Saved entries
────────────────────

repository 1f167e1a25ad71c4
//! Route labels for spans and metrics.

use uuid::Uuid;

/// Replace id segments so every beer, customer and category collapses onto one
/// label per route.
pub(super) fn route_label(path: &str) -> String {
    if path == "/" {
        return "/".to_owned();
    }

    let segments: Vec<&str> = path
        .trim_start_matches('/')
        .split('/')
        .map(|segment| {
            if Uuid::parse_str(segment).is_ok() {
                "{id}"
            } else {
                segment
            }
        })
        .collect();

    format!("/{}", segments.join("/"))
}
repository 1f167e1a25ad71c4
use clap::{Parser, Subcommand};

mod db;
mod token;

#[derive(Debug, Parser)]
#[command(name = "taproom-app", about = "Taproom CLI", long_about = None)]
pub(crate) struct Cli {
    #[command(subcommand)]
    command: Commands,
}

#[derive(Debug, Subcommand)]
enum Commands {
    Db(db::DbCommand),
    Token(token::TokenCommand),
}

impl Cli {
    pub(crate) async fn run(self) -> Result<(), String> {
        match self.command {
            Commands::Db(command) => db::run(command).await,
            Commands::Token(command) => token::run(command).await,
        }
    }
}
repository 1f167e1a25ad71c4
//! Result helper extensions for HTTP handlers.

use std::fmt::Display;

use salvo::prelude::StatusError;
use tracing::error;

/// Map any error to a logged internal server error.
pub(crate) trait ResultExt<T> {
    fn or_500(self, context: &str) -> Result<T, StatusError>;
}

impl<T, E> ResultExt<T> for Result<T, E>
where
    E: Display,
{
    fn or_500(self, context: &str) -> Result<T, StatusError> {
        self.map_err(|error| {
            error!("{context}: {error}");

            StatusError::internal_server_error()
        })
    }
}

────────────────────

What you have to do:
Search the lines above for the string "ResultExt", then show every one that has it.

Answer space:
pub(crate) trait ResultExt<T> {
impl<T, E> ResultExt<T> for Result<T, E>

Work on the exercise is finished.